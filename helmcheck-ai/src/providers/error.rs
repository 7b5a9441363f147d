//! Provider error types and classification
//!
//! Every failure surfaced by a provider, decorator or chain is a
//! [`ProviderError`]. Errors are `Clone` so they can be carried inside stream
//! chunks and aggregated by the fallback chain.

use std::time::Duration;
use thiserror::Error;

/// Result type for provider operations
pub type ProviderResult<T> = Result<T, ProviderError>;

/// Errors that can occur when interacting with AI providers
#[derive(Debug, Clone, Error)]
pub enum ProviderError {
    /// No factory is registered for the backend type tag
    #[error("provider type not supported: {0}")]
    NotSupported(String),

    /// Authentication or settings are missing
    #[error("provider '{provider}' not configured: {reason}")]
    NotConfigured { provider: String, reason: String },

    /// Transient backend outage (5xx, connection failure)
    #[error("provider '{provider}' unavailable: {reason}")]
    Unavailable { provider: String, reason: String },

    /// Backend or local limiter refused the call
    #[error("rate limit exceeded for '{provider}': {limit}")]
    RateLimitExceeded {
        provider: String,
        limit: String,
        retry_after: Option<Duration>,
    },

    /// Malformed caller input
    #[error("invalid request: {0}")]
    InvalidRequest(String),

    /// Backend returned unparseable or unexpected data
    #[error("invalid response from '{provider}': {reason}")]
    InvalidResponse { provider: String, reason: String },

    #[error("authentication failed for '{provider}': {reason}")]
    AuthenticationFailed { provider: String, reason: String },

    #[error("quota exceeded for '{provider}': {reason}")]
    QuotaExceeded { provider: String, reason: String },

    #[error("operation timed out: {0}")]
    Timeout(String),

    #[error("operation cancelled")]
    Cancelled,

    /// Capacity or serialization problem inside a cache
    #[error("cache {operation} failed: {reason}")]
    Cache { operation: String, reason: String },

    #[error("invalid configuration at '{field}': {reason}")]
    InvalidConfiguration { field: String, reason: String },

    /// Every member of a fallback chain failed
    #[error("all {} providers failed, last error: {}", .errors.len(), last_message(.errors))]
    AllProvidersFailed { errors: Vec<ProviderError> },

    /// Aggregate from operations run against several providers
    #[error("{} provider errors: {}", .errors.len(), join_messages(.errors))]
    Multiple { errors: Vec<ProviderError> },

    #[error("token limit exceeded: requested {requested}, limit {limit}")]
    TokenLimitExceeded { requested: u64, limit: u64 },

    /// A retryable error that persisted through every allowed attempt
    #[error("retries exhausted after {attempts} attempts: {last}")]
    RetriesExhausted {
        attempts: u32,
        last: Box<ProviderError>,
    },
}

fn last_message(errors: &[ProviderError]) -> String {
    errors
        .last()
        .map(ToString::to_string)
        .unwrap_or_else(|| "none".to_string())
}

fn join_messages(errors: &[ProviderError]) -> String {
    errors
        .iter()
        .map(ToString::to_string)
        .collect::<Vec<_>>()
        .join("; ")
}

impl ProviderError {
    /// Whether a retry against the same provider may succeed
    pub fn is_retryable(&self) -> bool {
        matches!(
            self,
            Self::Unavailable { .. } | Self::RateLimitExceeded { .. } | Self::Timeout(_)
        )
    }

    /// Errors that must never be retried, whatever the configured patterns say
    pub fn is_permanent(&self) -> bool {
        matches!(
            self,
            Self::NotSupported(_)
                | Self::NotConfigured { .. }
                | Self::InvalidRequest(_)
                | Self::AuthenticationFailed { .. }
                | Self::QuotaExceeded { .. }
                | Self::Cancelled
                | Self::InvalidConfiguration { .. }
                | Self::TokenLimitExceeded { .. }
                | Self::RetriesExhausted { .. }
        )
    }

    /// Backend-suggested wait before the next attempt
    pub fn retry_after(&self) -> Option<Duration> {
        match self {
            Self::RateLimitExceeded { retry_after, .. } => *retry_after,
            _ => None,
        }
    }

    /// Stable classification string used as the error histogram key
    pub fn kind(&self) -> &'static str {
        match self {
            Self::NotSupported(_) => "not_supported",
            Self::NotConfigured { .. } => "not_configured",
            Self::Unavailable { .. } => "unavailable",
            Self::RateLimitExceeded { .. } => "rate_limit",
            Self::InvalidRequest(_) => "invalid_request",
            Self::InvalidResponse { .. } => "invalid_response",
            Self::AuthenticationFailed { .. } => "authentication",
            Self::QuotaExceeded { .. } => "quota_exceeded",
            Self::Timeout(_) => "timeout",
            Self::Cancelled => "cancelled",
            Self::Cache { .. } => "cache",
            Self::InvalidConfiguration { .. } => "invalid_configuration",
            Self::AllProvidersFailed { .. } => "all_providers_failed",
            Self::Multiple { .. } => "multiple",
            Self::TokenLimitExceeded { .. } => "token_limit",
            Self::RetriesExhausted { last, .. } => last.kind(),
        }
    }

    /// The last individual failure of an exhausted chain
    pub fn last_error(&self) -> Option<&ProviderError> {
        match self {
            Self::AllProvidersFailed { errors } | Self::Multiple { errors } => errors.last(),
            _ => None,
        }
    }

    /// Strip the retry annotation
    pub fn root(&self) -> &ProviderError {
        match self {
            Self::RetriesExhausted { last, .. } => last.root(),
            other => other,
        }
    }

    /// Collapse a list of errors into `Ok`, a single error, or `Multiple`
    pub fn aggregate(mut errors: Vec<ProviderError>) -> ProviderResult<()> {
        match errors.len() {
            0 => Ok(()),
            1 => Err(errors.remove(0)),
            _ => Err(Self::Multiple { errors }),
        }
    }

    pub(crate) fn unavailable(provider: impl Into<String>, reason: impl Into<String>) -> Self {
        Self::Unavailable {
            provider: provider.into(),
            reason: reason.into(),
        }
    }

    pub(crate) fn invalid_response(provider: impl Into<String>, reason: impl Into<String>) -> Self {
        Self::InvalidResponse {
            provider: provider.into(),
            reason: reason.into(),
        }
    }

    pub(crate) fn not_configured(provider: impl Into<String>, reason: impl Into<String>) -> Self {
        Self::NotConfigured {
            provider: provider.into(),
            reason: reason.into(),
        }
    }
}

::::::

> **Exercise details**
Where a line in the records above contains the word "from", copy that line.

> **Response area**
    #[error("invalid response from '{provider}': {reason}")]
    /// Aggregate from operations run against several providers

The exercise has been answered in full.